Ironically, Kumari, one of Kathmandu's best cinemas where action flick "Dharmaa" released along with over 60 other theatres nationwide, is also showing Hindi film "Guzaarish", starring former Miss World Aishwarya Rai and directed by Sanjay Leela Bhansali.

Bhansali's maiden film was the poignant "Khamoshi", in which Manisha played a daughter to deaf parents and won the Filmfare and Star awards for best actress for her performance.

"Dharmaa" has to be the worst career choice ever made by Manisha, who has acted in such acclaimed Hindi films as "Bombay", "Mann" and "Company". She plays third fiddle to Nepal's reigning superstar Rajesh Hamal and action hero Nikhil Upreti and her role as the wife of an honest forest officer who is killed by a corrupt police officer in cahoots with the poaching mafia, has no substance.

The plot is juvenile, the characters ridiculous and the sets tacky. The poaching don's den, for instance, can easily be identified as the corridor of Kathmandu's World Trade Centre, a shopping mall.

Manisha, who comes from one of the best-known political families of Nepal - her grandfather Bishweshwar Prasad Koirala was the first elected prime minister of Nepal, has actually been used as a stepping stone by former minister and politician, Durga Pokhrel, who is also the producer of the movie, to launch her own son Sanjog.

In the film, directed by Dipendra K. Khanal, Sanjog plays the pampered younger brother of the slain officer who is transformed into an avenging angel.

The debutant, however, held no attraction for the crowds and the cameras who milled around Manisha, proving she was the real star and crowd puller despite the shabby treatment meted out to her in the film.

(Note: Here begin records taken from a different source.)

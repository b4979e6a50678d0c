pub mod http;
pub mod request;
pub mod types;

#[cfg(test)]
pub(crate) mod fake;

use crate::error::FetchError;
use async_trait::async_trait;
use serde::de::DeserializeOwned;
use serde_json::Value;

pub use request::ApiRequest;

/// A remote service answering GET requests with JSON.
#[async_trait]
pub trait ContentSource: Send + Sync {
    async fn get(&self, request: &ApiRequest) -> Result<Value, FetchError>;
}

/// Issue `request` and decode the answer into `T`.
pub async fn get_json<T: DeserializeOwned>(
    api: &dyn ContentSource,
    request: &ApiRequest,
) -> Result<T, FetchError> {
    let value = api.get(request).await?;
    serde_json::from_value(value).map_err(|e| FetchError::decode(request, e))
}
use thiserror::Error;

pub type BoxError = Box<dyn std::error::Error + Send + Sync>;

/// Failures raised while talking to a content source or shaping its answers.
#[derive(Debug, Error)]
pub enum FetchError {
    /// Transport failure, timeout, or a non-success HTTP status.
    #[error("request {request} failed: {source}")]
    Network {
        request: String,
        #[source]
        source: BoxError,
    },

    #[error("unexpected response shape from {request}: {source}")]
    Decode {
        request: String,
        #[source]
        source: serde_json::Error,
    },

    /// A batch-by-key response had no entry for a requested key.
    #[error("no canonical {resource} record for `{key}`")]
    MissingCanonicalRecord { resource: &'static str, key: String },
}

impl FetchError {
    pub fn network(request: impl ToString, source: impl Into<BoxError>) -> Self {
        FetchError::Network {
            request: request.to_string(),
            source: source.into(),
        }
    }

    pub fn decode(request: impl ToString, source: serde_json::Error) -> Self {
        FetchError::Decode {
            request: request.to_string(),
            source,
        }
    }
}

/// A homepage build that failed because one of its sections did.
#[derive(Debug, Error)]
#[error("homepage section `{section}` failed")]
pub struct AggregationError {
    pub section: &'static str,
    #[source]
    pub source: FetchError,
}
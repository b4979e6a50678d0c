//! Builders for the homepage sections. Each maps N descriptors to N sections
//! in the same order.

pub mod collections;
pub mod projects;
pub mod zine;

use crate::error::FetchError;
use std::collections::HashMap;

pub use collections::{CollectionDescriptor, CollectionSection, CuratedCollections};
pub use projects::{AppsWeLove, ProjectDescriptor, ProjectSection};
pub use zine::{CulturePost, CultureZine};

/// Override value when present and non-empty, canonical value otherwise.
pub(crate) fn or_canonical(override_value: Option<&str>, canonical: &str) -> String {
    match override_value {
        Some(v) if !v.is_empty() => v.to_string(),
        _ => canonical.to_string(),
    }
}

/// Look up a descriptor's canonical record in a batch-by-key response.
pub(crate) fn canonical_record<'a, V>(
    batch: &'a HashMap<String, V>,
    resource: &'static str,
    key: &str,
) -> Result<&'a V, FetchError> {
    batch
        .get(key)
        .ok_or_else(|| FetchError::MissingCanonicalRecord {
            resource,
            key: key.to_string(),
        })
}
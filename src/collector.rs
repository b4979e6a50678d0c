//! Deduplicating entities discovered across several groups (e.g. the users of
//! each project in a collection) until a cardinality budget is reached.

use crate::api::types::{Entity, EntityId};
use crate::error::FetchError;
use futures_util::{Stream, TryStreamExt};
use std::collections::HashMap;

/// Entities keyed by identity, in first-encounter order. Re-inserting an id
/// replaces the stored entity but keeps its position.
#[derive(Debug, Clone)]
pub struct UniqueEntities<T> {
    entries: Vec<T>,
    index: HashMap<EntityId, usize>,
}

impl<T: Entity> UniqueEntities<T> {
    pub fn new() -> Self {
        Self {
            entries: Vec::new(),
            index: HashMap::new(),
        }
    }

    pub fn insert(&mut self, entity: T) {
        match self.index.get(entity.entity_id()) {
            Some(&pos) => self.entries[pos] = entity,
            None => {
                self.index.insert(entity.entity_id().clone(), self.entries.len());
                self.entries.push(entity);
            }
        }
    }

    /// Insert a whole group, then report whether the distinct count now
    /// exceeds `cap`.
    pub fn absorb_group<G>(&mut self, group: G, cap: usize) -> bool
    where
        G: IntoIterator<Item = T>,
    {
        for entity in group {
            self.insert(entity);
        }
        self.len() > cap
    }

    pub fn len(&self) -> usize {
        self.entries.len()
    }

    pub fn is_empty(&self) -> bool {
        self.entries.is_empty()
    }

    pub fn iter(&self) -> impl Iterator<Item = &T> {
        self.entries.iter()
    }

    pub fn into_vec(self) -> Vec<T> {
        self.entries
    }
}

impl<T: Entity> Default for UniqueEntities<T> {
    fn default() -> Self {
        Self::new()
    }
}

/// Fold groups into `acc` until the distinct count exceeds `cap`. Groups are
/// consumed whole, so the result can exceed `cap` by at most the size of the
/// group that crossed it; later groups are never pulled from the iterator.
pub fn collect_unique<T, I, G>(mut acc: UniqueEntities<T>, groups: I, cap: usize) -> UniqueEntities<T>
where
    T: Entity,
    I: IntoIterator<Item = G>,
    G: IntoIterator<Item = T>,
{
    for group in groups {
        if acc.absorb_group(group, cap) {
            break;
        }
    }
    acc
}

/// Async form of [`collect_unique`] over groups that are fetched on demand.
/// Groups are awaited one at a time; once the cap is exceeded the stream is
/// dropped, so no fetch is issued for the remaining groups.
pub async fn collect_unique_stream<T, S>(
    mut acc: UniqueEntities<T>,
    groups: S,
    cap: usize,
) -> Result<UniqueEntities<T>, FetchError>
where
    T: Entity,
    S: Stream<Item = Result<Vec<T>, FetchError>>,
{
    let mut groups = std::pin::pin!(groups);
    let mut consumed = 0usize;
    while let Some(group) = groups.try_next().await? {
        consumed += 1;
        if acc.absorb_group(group, cap) {
            break;
        }
    }
    tracing::trace!(groups = consumed, distinct = acc.len(), cap, "unique entities collected");
    Ok(acc)
}
use crate::api::http::HttpContentSource;
use crate::api::ContentSource;
use crate::config::Config;
use crate::document::{AggregatedPayload, HomeData, HomeDocument};
use crate::error::{AggregationError, FetchError};
use crate::sections::{AppsWeLove, CultureZine, CuratedCollections};
use anyhow::Result;
use std::path::Path;
use std::sync::Arc;
use std::time::Instant;

/// Builds the homepage payload. Holds no state between runs.
pub struct Aggregator {
    content: Arc<dyn ContentSource>,
    zine: Arc<dyn ContentSource>,
    config: Config,
}

impl Aggregator {
    pub fn new(content: Arc<dyn ContentSource>, zine: Arc<dyn ContentSource>, config: Config) -> Self {
        Self { content, zine, config }
    }

    /// HTTP sources for the content API and the zine, as configured.
    pub fn from_config(config: &Config) -> Result<Self> {
        let content = HttpContentSource::new(
            &config.content_api.base_url,
            config.content_api.request_timeout(),
        )?;
        let zine = HttpContentSource::new(
            &config.culture_zine.base_url,
            config.culture_zine.request_timeout(),
        )?;
        Ok(Self::new(Arc::new(content), Arc::new(zine), config.clone()))
    }

    /// Run every section builder concurrently and merge the results into the
    /// document. All builders are awaited; if any failed the run fails and no
    /// payload is produced.
    pub async fn aggregate(&self, document: &HomeDocument) -> Result<AggregatedPayload, AggregationError> {
        let started = Instant::now();

        let zine = CultureZine::new(&*self.zine, &self.config.culture_zine);
        let collections = CuratedCollections::new(
            &*self.content,
            &self.config.curated_collections,
            self.config.content_api.page_limit,
        );
        let apps = AppsWeLove::new(&*self.content, &self.config.apps_we_love);

        let (culture_zine, curated_collections, apps_we_love) = tokio::join!(
            zine.build(),
            collections.build(&document.curated_collections),
            apps.build(&document.apps_we_love),
        );

        // Inspect every result before bailing so each failure is logged.
        let culture_zine = section("cultureZine", culture_zine);
        let curated_collections = section("curatedCollections", curated_collections);
        let apps_we_love = section("appsWeLove", apps_we_love);

        let data = HomeData {
            culture_zine: culture_zine?,
            curated_collections: curated_collections?,
            apps_we_love: apps_we_love?,
        };

        tracing::info!(
            elapsed_ms = started.elapsed().as_millis() as u64,
            culture_zine = data.culture_zine.len(),
            curated_collections = data.curated_collections.len(),
            apps_we_love = data.apps_we_love.len(),
            "homepage aggregated"
        );
        Ok(AggregatedPayload::new(document.clone(), data))
    }

    /// Aggregate and write the payload to `path`. On failure `path` is left
    /// as it was, so the last good homepage stays published.
    pub async fn build_and_publish(&self, document: &HomeDocument, path: &Path) -> Result<AggregatedPayload> {
        match self.aggregate(document).await {
            Ok(payload) => {
                payload.publish(path)?;
                tracing::info!(path = %path.display(), "homepage payload published");
                Ok(payload)
            }
            Err(e) => {
                tracing::error!(
                    path = %path.display(),
                    "homepage build failed, keeping the published payload"
                );
                Err(anyhow::Error::new(e).context("homepage build failed; nothing published"))
            }
        }
    }
}

fn section<T>(name: &'static str, result: Result<T, FetchError>) -> Result<T, AggregationError> {
    result.map_err(|source| {
        tracing::warn!(section = name, error = %source, "section build failed");
        AggregationError { section: name, source }
    })
}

"I am very excited," Manisha told gallantly. "I hope it is well received."

She also said it was wonderful to return to the Nepali film industry, which she had left after her first film "Pheri Bhetaula", to act in Subhash Ghai's "Saudagar" and become the fresh face of Bollywood in 1991.

Though she still wants to continue working in Bollywood, Manisha says she will now be spending longer periods of time in Kathmandu to be with her family.

She married Nepali entrepreneur Samrat Dahal in June and is still struggling to come to terms with Kathmandu's temperatures, substantially colder than sunny Mumbai's, where she had been based. In most of the scenes in "Dharmaa" she is seen wearing socks, even to bed.

Manisha is trying to make her stay in Nepal more fruitful professionally by planning her own film.

"I want to write my own script and direct it," she said. "It is a human interest story with a political subtext."

Though to be shot in Nepal, she intends her film to be for the international market.

After two decades in the film industry, Manisha is weary of the routine song-and-dance sequences and wants to focus on realistic cinema.

"I want to engage more in realistic cinema," she says. "Nepali cinema should not keep copying Bollywood. Only when it is realistic can it uplift society."

Yet her new Nepali film contains one totally superfluous sequence where she sings and dances with her onscreen husband Rajesh Hamal.

"Oh that!" she laughs. "I did it because I was so glad to return to Nepal."